- **EXERCISE PROMPT**: Every line of the listing that follows must be written out unchanged.

:: DATA LISTING ::

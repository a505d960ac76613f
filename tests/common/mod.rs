//! Common test infrastructure
//!
//! Spawns isolated server instances and wraps their HTTP APIs. Tests should
//! only import from this module, not from internal submodules.
//!
//! # Example
//!
//! ```no_run
//! mod common;
//! use common::{SchedulerServer, TestClient};
//! use reqwest::StatusCode;
//!
//! #[tokio::test]
//! async fn test_health() {
//!     let server = SchedulerServer::spawn().await;
//!     let client = TestClient::new(server.base_url.clone());
//!
//!     let response = client.list_jobs().await;
//!     assert_eq!(response.status(), StatusCode::OK);
//! }
//! ```

mod client;
mod constants;
mod server;

// Public API - this is what tests import
#[allow(unused_imports)]
pub use client::TestClient;
#[allow(unused_imports)]
pub use constants::*;
#[allow(unused_imports)]
pub use server::{SchedulerServer, TaskServer};
//! Job record and status state machine.

use chrono::{DateTime, Utc};
use serde::{Deserialize, Serialize};
use uuid::Uuid;

/// Status state machine:
///
/// ```text
/// Pending/Scheduled --execute--> Running --success--> Completed
///                                        --failure--> Failed
/// Completed, Failed, Cancelled: terminal
/// ```
#[derive(Debug, Clone, Copy, PartialEq, Eq, Serialize, Deserialize)]
#[serde(rename_all = "lowercase")]
pub enum JobStatus {
    Pending,
    Scheduled,
    Running,
    Completed,
    Failed,
    Cancelled,
}

impl JobStatus {
    pub fn as_str(&self) -> &'static str {
        match self {
            JobStatus::Pending => "pending",
            JobStatus::Scheduled => "scheduled",
            JobStatus::Running => "running",
            JobStatus::Completed => "completed",
            JobStatus::Failed => "failed",
            JobStatus::Cancelled => "cancelled",
        }
    }

    pub fn parse(raw: &str) -> Option<Self> {
        match raw {
            "pending" => Some(JobStatus::Pending),
            "scheduled" => Some(JobStatus::Scheduled),
            "running" => Some(JobStatus::Running),
            "completed" => Some(JobStatus::Completed),
            "failed" => Some(JobStatus::Failed),
            "cancelled" => Some(JobStatus::Cancelled),
            _ => None,
        }
    }

    /// Terminal states have no outgoing transitions.
    pub fn is_terminal(&self) -> bool {
        matches!(
            self,
            JobStatus::Completed | JobStatus::Failed | JobStatus::Cancelled
        )
    }
}

impl std::fmt::Display for JobStatus {
    fn fmt(&self, f: &mut std::fmt::Formatter<'_>) -> std::fmt::Result {
        write!(f, "{}", self.as_str())
    }
}

/// A unit of deferred work bound to a task.
///
/// Invariants: `executed_at` is set iff status is Running, Completed or
/// Failed; `completed_at` is set iff status is Completed or Failed; terminal
/// jobs are immutable and retained as history.
#[derive(Debug, Clone, PartialEq, Serialize, Deserialize)]
#[serde(rename_all = "camelCase")]
pub struct Job {
    pub id: String,
    pub task_id: String,
    pub scheduled_at: DateTime<Utc>,
    pub status: JobStatus,
    #[serde(skip_serializing_if = "Option::is_none")]
    pub result: Option<String>,
    #[serde(skip_serializing_if = "Option::is_none")]
    pub error: Option<String>,
    #[serde(skip_serializing_if = "Option::is_none")]
    pub executed_at: Option<DateTime<Utc>>,
    #[serde(skip_serializing_if = "Option::is_none")]
    pub completed_at: Option<DateTime<Utc>>,
    pub created_at: DateTime<Utc>,
    pub updated_at: DateTime<Utc>,
}

impl Job {
    /// New job in `Scheduled` state.
    pub fn new(task_id: impl Into<String>, scheduled_at: DateTime<Utc>) -> Self {
        let now = Utc::now();
        Self {
            id: Uuid::new_v4().to_string(),
            task_id: task_id.into(),
            scheduled_at,
            status: JobStatus::Scheduled,
            result: None,
            error: None,
            executed_at: None,
            completed_at: None,
            created_at: now,
            updated_at: now,
        }
    }

    /// Eligible for execution: due and still waiting.
    pub fn is_due(&self, now: DateTime<Utc>) -> bool {
        self.status == JobStatus::Scheduled && self.scheduled_at <= now
    }
}
//! Shared constants for end-to-end tests

/// Timeout for individual HTTP requests
pub const REQUEST_TIMEOUT_SECS: u64 = 5;

/// Maximum time to wait for a spawned server to become ready
pub const SERVER_READY_TIMEOUT_MS: u64 = 5000;

/// Interval between readiness polls
pub const SERVER_READY_POLL_INTERVAL_MS: u64 = 20;

/// Poll interval for test scheduler instances (fast, for poller tests)
pub const TEST_POLL_INTERVAL_MS: u64 = 50;

/// Simulated work duration for test scheduler instances
pub const TEST_WORK_DURATION_MS: u64 = 10;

:::

- **ANSWER SPACE**:
repository a505d960ac76613f
filename tests/common/mod.rs
//! Common test infrastructure
//!
//! Spawns isolated server instances and wraps their HTTP APIs. Tests should
//! only import from this module, not from internal submodules.
//!
//! # Example
//!
//! ```no_run
//! mod common;
//! use common::{SchedulerServer, TestClient};
//! use reqwest::StatusCode;
//!
//! #[tokio::test]
//! async fn test_health() {
//!     let server = SchedulerServer::spawn().await;
//!     let client = TestClient::new(server.base_url.clone());
//!
//!     let response = client.list_jobs().await;
//!     assert_eq!(response.status(), StatusCode::OK);
//! }
//! ```

mod client;
mod constants;
mod server;

// Public API - this is what tests import
#[allow(unused_imports)]
pub use client::TestClient;
#[allow(unused_imports)]
pub use constants::*;
#[allow(unused_imports)]
pub use server::{SchedulerServer, TaskServer};
//! Job record and status state machine.

use chrono::{DateTime, Utc};
use serde::{Deserialize, Serialize};
use uuid::Uuid;

/// Status state machine:
///
/// ```text
/// Pending/Scheduled --execute--> Running --success--> Completed
///                                        --failure--> Failed
/// Completed, Failed, Cancelled: terminal
/// ```
#[derive(Debug, Clone, Copy, PartialEq, Eq, Serialize, Deserialize)]
#[serde(rename_all = "lowercase")]
pub enum JobStatus {
    Pending,
    Scheduled,
    Running,
    Completed,
    Failed,
    Cancelled,
}

impl JobStatus {
    pub fn as_str(&self) -> &'static str {
        match self {
            JobStatus::Pending => "pending",
            JobStatus::Scheduled => "scheduled",
            JobStatus::Running => "running",
            JobStatus::Completed => "completed",
            JobStatus::Failed => "failed",
            JobStatus::Cancelled => "cancelled",
        }
    }

    pub fn parse(raw: &str) -> Option<Self> {
        match raw {
            "pending" => Some(JobStatus::Pending),
            "scheduled" => Some(JobStatus::Scheduled),
            "running" => Some(JobStatus::Running),
            "completed" => Some(JobStatus::Completed),
            "failed" => Some(JobStatus::Failed),
            "cancelled" => Some(JobStatus::Cancelled),
            _ => None,
        }
    }

    /// Terminal states have no outgoing transitions.
    pub fn is_terminal(&self) -> bool {
        matches!(
            self,
            JobStatus::Completed | JobStatus::Failed | JobStatus::Cancelled
        )
    }
}

impl std::fmt::Display for JobStatus {
    fn fmt(&self, f: &mut std::fmt::Formatter<'_>) -> std::fmt::Result {
        write!(f, "{}", self.as_str())
    }
}

/// A unit of deferred work bound to a task.
///
/// Invariants: `executed_at` is set iff status is Running, Completed or
/// Failed; `completed_at` is set iff status is Completed or Failed; terminal
/// jobs are immutable and retained as history.
#[derive(Debug, Clone, PartialEq, Serialize, Deserialize)]
#[serde(rename_all = "camelCase")]
pub struct Job {
    pub id: String,
    pub task_id: String,
    pub scheduled_at: DateTime<Utc>,
    pub status: JobStatus,
    #[serde(skip_serializing_if = "Option::is_none")]
    pub result: Option<String>,
    #[serde(skip_serializing_if = "Option::is_none")]
    pub error: Option<String>,
    #[serde(skip_serializing_if = "Option::is_none")]
    pub executed_at: Option<DateTime<Utc>>,
    #[serde(skip_serializing_if = "Option::is_none")]
    pub completed_at: Option<DateTime<Utc>>,
    pub created_at: DateTime<Utc>,
    pub updated_at: DateTime<Utc>,
}

impl Job {
    /// New job in `Scheduled` state.
    pub fn new(task_id: impl Into<String>, scheduled_at: DateTime<Utc>) -> Self {
        let now = Utc::now();
        Self {
            id: Uuid::new_v4().to_string(),
            task_id: task_id.into(),
            scheduled_at,
            status: JobStatus::Scheduled,
            result: None,
            error: None,
            executed_at: None,
            completed_at: None,
            created_at: now,
            updated_at: now,
        }
    }

    /// Eligible for execution: due and still waiting.
    pub fn is_due(&self, now: DateTime<Utc>) -> bool {
        self.status == JobStatus::Scheduled && self.scheduled_at <= now
    }
}
//! Shared constants for end-to-end tests

/// Timeout for individual HTTP requests
pub const REQUEST_TIMEOUT_SECS: u64 = 5;

/// Maximum time to wait for a spawned server to become ready
pub const SERVER_READY_TIMEOUT_MS: u64 = 5000;

/// Interval between readiness polls
pub const SERVER_READY_POLL_INTERVAL_MS: u64 = 20;

/// Poll interval for test scheduler instances (fast, for poller tests)
pub const TEST_POLL_INTERVAL_MS: u64 = 50;

/// Simulated work duration for test scheduler instances
pub const TEST_WORK_DURATION_MS: u64 = 10;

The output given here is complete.